Which lines in the records below include the word "BombLevelSetting"? Report each of them in full.

(Beginning of RECORD SET)

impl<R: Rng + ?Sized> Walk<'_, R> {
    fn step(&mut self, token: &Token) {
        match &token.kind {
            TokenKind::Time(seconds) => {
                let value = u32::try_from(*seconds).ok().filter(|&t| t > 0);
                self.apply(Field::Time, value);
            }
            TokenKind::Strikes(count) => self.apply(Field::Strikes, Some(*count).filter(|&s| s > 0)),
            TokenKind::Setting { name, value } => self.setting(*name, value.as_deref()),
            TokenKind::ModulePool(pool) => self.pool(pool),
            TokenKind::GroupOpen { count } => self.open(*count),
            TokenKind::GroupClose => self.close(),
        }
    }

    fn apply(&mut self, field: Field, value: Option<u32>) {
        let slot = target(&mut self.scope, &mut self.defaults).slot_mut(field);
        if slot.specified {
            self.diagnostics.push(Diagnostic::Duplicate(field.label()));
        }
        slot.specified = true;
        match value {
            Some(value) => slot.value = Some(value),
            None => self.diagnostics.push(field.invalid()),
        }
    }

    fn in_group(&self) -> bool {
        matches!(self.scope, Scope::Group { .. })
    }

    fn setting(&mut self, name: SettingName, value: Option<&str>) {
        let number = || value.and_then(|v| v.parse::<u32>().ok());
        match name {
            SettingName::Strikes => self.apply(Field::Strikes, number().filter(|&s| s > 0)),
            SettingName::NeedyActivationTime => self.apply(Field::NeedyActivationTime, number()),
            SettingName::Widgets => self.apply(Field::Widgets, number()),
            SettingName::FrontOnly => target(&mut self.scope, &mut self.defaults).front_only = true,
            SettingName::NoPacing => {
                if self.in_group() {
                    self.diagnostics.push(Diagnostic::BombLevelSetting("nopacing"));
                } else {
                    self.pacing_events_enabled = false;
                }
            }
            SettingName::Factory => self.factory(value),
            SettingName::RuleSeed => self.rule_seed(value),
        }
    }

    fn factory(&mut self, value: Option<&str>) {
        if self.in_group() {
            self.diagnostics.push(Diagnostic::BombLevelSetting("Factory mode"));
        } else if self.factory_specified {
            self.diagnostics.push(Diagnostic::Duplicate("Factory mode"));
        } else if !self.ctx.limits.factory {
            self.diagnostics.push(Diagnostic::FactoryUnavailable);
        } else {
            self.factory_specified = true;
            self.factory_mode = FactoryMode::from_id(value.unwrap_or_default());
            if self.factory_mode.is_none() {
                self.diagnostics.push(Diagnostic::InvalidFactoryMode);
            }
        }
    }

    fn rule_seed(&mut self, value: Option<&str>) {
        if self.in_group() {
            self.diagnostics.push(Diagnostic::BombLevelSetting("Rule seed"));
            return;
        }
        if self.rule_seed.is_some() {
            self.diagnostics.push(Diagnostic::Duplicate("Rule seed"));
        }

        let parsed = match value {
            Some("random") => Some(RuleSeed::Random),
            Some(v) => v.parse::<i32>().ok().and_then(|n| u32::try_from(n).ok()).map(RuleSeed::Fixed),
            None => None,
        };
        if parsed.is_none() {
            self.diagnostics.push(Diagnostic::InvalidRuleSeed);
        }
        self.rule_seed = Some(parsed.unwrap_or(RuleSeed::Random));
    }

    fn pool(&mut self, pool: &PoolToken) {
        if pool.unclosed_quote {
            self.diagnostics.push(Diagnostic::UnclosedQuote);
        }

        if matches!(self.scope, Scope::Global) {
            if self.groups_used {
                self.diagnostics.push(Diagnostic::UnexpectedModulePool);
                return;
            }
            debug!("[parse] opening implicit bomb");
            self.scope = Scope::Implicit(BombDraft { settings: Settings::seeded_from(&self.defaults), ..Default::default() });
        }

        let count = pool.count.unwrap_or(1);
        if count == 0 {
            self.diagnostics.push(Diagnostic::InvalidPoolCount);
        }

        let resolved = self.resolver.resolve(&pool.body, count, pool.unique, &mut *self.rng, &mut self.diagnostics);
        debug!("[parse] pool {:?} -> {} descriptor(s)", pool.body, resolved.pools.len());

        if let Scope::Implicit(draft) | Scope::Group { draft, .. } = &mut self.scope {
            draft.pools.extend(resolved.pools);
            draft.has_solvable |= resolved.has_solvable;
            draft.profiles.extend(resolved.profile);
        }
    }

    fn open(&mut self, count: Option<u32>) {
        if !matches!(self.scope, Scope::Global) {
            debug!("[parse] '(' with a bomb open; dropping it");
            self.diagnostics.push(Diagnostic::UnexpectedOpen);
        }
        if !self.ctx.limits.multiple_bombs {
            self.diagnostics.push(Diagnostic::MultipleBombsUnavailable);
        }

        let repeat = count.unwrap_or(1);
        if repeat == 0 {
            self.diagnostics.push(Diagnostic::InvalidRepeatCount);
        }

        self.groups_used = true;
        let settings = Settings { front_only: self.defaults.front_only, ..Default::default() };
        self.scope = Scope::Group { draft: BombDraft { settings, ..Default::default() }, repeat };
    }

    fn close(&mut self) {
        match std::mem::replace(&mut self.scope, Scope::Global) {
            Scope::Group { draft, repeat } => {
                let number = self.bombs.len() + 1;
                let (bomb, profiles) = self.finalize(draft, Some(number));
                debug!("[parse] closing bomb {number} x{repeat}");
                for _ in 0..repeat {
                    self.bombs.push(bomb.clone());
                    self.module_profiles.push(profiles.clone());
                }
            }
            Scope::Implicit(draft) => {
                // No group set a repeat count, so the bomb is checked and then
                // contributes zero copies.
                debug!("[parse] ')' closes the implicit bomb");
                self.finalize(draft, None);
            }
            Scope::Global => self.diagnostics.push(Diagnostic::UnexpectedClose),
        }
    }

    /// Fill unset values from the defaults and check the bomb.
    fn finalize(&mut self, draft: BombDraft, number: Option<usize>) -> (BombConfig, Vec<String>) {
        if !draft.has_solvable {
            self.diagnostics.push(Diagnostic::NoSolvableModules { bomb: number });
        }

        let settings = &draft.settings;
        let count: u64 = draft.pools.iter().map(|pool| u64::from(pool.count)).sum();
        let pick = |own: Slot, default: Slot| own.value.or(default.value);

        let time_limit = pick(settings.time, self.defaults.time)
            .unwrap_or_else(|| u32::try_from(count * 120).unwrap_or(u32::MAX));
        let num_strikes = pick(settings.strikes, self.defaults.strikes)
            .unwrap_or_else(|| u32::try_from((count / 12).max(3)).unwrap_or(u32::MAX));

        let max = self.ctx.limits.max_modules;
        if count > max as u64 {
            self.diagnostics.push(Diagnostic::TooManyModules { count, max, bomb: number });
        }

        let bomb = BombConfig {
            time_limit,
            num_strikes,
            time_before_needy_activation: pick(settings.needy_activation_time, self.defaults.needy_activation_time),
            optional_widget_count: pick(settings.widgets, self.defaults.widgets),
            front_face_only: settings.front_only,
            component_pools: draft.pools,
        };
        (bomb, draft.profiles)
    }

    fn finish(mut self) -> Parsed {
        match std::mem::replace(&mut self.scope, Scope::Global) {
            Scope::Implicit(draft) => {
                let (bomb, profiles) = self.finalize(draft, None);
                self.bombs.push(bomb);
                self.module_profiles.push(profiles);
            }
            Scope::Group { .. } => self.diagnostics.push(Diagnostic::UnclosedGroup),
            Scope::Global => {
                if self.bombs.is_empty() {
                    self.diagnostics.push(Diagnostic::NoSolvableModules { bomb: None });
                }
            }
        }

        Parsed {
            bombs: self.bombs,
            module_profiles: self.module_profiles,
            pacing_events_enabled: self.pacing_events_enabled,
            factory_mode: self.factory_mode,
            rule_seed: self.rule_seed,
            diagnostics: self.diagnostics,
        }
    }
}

(End of RECORD SET)
(Beginning of RECORD SET)

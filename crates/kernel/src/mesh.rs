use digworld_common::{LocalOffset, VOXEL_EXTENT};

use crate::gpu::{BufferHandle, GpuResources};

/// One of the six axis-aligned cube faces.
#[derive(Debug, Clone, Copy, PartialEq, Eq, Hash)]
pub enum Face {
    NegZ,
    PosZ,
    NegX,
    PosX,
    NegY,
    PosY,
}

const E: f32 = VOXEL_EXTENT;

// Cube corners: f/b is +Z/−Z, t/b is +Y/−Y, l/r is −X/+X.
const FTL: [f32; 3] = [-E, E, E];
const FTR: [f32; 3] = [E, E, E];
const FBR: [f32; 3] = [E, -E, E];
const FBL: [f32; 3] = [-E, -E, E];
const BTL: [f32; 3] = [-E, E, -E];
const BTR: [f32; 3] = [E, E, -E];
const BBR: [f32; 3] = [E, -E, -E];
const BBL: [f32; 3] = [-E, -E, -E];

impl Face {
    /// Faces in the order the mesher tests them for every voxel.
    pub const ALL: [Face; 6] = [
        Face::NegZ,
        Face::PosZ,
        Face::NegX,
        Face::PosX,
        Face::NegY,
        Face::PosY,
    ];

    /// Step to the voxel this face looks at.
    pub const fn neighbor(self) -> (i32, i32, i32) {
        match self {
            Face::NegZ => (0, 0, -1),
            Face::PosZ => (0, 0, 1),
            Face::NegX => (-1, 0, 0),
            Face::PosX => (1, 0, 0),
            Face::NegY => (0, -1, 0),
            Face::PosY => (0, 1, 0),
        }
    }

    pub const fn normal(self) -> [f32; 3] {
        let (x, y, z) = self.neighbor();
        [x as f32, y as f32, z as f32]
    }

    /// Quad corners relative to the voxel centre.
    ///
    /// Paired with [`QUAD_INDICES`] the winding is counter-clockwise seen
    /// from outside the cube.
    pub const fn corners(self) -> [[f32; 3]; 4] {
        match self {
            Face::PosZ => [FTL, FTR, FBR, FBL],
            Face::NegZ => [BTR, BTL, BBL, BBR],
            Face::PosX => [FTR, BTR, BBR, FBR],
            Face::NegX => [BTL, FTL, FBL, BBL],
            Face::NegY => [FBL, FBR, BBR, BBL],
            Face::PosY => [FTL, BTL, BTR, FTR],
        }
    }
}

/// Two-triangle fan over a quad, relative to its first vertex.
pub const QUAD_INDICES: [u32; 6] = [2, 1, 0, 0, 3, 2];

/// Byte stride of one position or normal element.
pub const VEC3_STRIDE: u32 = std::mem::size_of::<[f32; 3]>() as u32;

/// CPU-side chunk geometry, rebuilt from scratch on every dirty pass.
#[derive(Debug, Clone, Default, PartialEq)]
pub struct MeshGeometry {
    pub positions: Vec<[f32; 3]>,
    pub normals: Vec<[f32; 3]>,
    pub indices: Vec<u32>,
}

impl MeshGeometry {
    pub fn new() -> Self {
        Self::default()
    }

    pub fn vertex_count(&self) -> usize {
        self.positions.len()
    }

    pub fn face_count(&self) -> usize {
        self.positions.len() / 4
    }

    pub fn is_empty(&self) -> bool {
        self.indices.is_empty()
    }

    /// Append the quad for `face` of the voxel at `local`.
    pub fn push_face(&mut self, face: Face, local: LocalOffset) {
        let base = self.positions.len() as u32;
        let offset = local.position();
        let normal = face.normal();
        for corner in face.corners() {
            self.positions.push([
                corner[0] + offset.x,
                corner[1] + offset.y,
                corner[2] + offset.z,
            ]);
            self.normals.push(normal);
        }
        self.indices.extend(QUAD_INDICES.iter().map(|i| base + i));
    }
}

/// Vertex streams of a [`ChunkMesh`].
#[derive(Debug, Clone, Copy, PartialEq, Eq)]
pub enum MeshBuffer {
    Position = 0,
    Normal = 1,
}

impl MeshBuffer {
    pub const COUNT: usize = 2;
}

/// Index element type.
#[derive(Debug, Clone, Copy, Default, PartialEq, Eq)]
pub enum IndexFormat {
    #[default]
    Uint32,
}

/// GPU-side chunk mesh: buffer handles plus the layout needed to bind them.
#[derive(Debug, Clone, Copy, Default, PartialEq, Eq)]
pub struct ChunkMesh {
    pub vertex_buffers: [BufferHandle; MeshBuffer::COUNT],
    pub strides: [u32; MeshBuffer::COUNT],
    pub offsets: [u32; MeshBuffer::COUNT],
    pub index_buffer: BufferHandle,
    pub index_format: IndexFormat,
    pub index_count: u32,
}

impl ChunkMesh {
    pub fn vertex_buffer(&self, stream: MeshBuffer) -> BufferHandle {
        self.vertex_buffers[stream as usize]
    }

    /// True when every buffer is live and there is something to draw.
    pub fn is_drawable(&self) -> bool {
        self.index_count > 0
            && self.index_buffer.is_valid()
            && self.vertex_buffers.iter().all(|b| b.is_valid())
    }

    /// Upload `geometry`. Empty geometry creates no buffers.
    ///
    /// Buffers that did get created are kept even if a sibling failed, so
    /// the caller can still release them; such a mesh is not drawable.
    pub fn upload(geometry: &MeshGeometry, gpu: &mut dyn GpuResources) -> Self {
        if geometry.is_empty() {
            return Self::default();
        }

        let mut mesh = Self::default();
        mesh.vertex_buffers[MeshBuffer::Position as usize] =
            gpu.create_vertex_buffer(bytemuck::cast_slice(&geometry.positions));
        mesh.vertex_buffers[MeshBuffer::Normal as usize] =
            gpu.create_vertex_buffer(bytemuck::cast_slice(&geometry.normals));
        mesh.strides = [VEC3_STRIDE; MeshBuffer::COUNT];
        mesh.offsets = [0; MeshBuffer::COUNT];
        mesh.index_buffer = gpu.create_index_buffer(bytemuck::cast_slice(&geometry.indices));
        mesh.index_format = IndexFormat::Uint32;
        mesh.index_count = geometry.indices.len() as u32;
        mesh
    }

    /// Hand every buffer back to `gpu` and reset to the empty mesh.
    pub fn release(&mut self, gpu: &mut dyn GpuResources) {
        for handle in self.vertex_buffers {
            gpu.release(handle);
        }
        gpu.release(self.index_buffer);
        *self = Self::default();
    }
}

(End of RECORD SET)
(Beginning of RECORD SET)

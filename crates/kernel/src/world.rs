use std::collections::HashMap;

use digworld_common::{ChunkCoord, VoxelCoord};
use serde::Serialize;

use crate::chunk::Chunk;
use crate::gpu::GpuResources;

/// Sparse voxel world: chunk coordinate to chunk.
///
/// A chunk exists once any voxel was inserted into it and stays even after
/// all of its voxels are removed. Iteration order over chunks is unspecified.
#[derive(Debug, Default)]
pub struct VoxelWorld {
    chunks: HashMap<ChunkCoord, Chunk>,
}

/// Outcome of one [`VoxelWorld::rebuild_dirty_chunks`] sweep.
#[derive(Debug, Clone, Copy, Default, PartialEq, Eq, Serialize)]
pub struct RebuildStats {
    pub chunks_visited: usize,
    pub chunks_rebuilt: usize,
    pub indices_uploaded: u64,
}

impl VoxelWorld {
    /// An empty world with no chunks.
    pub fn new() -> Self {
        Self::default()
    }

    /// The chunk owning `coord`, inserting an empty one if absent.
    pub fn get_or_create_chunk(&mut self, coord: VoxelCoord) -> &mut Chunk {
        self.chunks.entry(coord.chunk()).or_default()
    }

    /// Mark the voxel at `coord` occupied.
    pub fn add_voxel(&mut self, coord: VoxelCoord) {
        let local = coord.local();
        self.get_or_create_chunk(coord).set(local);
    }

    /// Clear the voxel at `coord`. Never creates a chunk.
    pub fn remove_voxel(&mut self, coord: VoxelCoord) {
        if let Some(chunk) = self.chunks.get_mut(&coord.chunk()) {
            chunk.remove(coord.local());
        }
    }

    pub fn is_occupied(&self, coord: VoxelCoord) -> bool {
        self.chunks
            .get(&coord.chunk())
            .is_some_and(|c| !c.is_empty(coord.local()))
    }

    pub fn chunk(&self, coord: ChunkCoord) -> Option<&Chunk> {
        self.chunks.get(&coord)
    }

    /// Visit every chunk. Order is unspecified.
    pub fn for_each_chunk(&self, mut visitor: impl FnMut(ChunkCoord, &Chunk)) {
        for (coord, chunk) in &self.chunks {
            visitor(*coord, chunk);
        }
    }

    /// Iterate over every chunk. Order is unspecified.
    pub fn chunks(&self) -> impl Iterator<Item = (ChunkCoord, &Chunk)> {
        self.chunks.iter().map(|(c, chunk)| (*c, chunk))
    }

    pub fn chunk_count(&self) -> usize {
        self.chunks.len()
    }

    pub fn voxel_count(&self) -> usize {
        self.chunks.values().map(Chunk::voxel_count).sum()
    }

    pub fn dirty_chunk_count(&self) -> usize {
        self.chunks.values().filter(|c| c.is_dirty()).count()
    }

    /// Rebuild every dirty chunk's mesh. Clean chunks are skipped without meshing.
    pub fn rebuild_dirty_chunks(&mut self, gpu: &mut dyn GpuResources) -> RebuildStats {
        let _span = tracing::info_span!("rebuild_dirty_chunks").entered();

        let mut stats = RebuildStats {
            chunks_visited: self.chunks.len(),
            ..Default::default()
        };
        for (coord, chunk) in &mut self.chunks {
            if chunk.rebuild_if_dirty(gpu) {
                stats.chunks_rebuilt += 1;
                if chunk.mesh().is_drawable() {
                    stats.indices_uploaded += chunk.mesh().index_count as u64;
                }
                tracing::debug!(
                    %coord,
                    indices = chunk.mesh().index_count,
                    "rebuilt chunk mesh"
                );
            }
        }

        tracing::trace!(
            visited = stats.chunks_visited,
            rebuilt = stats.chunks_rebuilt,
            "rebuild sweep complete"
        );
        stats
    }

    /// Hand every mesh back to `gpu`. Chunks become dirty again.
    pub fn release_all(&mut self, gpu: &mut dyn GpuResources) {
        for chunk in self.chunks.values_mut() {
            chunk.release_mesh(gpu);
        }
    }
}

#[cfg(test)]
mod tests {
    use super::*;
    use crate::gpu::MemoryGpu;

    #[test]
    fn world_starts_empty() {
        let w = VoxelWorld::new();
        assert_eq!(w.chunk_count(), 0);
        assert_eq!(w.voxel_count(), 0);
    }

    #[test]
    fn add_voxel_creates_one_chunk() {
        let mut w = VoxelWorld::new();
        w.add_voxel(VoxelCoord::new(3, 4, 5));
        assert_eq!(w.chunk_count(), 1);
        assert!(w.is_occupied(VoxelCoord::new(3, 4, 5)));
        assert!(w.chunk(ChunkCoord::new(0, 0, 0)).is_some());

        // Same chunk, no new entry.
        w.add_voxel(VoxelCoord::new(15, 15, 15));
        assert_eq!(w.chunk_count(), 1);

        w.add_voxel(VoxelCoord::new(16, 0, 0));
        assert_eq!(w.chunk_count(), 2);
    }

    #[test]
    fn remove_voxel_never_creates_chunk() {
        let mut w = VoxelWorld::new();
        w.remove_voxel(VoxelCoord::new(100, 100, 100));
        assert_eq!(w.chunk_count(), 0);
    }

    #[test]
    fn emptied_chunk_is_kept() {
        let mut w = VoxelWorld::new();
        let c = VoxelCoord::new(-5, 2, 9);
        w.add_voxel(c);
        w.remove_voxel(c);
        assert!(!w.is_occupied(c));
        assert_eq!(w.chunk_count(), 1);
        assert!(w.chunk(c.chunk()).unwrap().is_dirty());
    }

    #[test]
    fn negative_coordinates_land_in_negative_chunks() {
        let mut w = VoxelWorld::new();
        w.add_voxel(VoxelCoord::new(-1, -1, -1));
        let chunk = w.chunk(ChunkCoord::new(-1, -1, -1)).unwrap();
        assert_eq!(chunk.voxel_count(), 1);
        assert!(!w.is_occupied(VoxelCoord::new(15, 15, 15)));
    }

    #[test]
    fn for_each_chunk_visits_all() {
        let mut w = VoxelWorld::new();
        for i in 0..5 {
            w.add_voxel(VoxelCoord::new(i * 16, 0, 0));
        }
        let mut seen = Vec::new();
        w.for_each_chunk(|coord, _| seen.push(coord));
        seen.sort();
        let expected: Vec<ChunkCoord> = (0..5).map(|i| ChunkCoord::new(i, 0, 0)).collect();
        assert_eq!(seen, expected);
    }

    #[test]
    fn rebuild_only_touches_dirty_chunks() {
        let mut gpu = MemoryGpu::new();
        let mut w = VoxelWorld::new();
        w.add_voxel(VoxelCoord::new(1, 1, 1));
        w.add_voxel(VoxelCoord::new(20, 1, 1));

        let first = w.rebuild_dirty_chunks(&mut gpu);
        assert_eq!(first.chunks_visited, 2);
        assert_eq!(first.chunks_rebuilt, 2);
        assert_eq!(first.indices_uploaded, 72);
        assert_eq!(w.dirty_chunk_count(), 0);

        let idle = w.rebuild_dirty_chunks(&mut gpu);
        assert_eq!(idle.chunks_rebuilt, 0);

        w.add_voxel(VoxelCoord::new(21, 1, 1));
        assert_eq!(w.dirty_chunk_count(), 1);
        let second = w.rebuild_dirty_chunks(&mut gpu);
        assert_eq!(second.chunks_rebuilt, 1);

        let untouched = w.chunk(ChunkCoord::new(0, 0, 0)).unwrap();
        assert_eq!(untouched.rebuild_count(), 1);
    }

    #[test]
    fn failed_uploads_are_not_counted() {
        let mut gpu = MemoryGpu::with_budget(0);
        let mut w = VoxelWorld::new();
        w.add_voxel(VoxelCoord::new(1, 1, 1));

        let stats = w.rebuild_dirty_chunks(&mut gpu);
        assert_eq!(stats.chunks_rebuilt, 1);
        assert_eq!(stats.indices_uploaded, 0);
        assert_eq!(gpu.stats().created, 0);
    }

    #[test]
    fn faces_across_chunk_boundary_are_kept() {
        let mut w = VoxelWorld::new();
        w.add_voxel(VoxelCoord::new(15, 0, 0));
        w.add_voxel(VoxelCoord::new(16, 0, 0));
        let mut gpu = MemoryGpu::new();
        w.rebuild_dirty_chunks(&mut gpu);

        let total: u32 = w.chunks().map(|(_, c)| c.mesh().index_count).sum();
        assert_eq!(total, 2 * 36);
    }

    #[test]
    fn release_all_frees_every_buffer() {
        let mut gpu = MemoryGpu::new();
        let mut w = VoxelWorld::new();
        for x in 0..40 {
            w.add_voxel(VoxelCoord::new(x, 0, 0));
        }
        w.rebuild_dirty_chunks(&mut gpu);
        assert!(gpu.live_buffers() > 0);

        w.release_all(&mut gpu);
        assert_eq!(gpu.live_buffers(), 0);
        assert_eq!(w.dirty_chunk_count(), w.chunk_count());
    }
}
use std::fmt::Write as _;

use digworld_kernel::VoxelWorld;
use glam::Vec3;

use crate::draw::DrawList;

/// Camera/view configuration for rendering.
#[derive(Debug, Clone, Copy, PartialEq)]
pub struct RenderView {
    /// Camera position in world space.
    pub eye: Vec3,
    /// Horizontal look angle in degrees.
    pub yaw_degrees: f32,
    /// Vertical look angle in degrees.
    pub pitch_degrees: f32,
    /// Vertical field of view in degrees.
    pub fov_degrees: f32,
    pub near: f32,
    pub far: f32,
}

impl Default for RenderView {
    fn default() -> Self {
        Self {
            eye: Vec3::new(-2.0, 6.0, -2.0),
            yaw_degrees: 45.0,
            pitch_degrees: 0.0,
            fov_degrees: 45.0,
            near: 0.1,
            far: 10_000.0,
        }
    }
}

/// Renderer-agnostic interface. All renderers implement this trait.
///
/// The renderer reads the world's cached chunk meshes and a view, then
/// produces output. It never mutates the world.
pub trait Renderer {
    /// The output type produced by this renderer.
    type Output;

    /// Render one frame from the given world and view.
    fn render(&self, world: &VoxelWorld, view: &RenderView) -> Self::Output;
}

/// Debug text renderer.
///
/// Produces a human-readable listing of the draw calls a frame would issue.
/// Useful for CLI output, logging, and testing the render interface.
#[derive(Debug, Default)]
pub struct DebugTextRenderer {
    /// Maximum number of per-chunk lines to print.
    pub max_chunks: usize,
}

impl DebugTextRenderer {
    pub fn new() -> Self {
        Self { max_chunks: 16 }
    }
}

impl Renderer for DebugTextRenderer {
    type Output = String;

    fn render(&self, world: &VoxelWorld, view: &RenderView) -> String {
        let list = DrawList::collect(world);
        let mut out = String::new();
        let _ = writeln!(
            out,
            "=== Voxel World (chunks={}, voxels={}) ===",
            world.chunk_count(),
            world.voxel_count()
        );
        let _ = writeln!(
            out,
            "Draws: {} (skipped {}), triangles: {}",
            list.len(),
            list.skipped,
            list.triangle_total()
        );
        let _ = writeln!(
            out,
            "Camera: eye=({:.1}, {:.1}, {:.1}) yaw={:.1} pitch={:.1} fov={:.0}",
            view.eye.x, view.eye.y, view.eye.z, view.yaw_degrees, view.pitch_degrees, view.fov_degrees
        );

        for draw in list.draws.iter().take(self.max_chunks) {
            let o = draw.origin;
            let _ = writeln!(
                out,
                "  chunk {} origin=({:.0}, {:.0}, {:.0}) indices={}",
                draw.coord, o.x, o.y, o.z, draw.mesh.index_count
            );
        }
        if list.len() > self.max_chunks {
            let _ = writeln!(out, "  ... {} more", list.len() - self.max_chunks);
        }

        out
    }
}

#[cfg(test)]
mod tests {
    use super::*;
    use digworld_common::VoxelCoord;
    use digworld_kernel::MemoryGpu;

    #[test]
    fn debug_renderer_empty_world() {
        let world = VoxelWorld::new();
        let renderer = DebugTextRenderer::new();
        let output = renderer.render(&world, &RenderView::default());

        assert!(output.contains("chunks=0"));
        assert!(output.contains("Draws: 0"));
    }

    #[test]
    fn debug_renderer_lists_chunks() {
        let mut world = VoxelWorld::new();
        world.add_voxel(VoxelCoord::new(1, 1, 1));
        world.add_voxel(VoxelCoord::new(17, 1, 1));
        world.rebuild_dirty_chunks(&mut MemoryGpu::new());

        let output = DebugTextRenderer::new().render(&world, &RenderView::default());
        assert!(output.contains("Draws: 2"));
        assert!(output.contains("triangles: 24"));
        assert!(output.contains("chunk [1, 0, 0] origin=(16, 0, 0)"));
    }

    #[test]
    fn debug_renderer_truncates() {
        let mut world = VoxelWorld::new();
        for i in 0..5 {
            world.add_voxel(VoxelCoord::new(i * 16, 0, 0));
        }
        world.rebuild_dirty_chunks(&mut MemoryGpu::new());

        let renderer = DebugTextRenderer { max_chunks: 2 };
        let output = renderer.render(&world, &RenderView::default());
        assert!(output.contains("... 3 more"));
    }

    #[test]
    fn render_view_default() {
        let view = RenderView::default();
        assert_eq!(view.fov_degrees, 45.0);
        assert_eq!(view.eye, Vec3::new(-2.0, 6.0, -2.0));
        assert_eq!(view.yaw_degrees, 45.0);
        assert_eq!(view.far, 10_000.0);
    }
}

(End of RECORD SET)

TASK SOLUTION -
                    self.diagnostics.push(Diagnostic::BombLevelSetting("nopacing"));
            self.diagnostics.push(Diagnostic::BombLevelSetting("Factory mode"));
            self.diagnostics.push(Diagnostic::BombLevelSetting("Rule seed"));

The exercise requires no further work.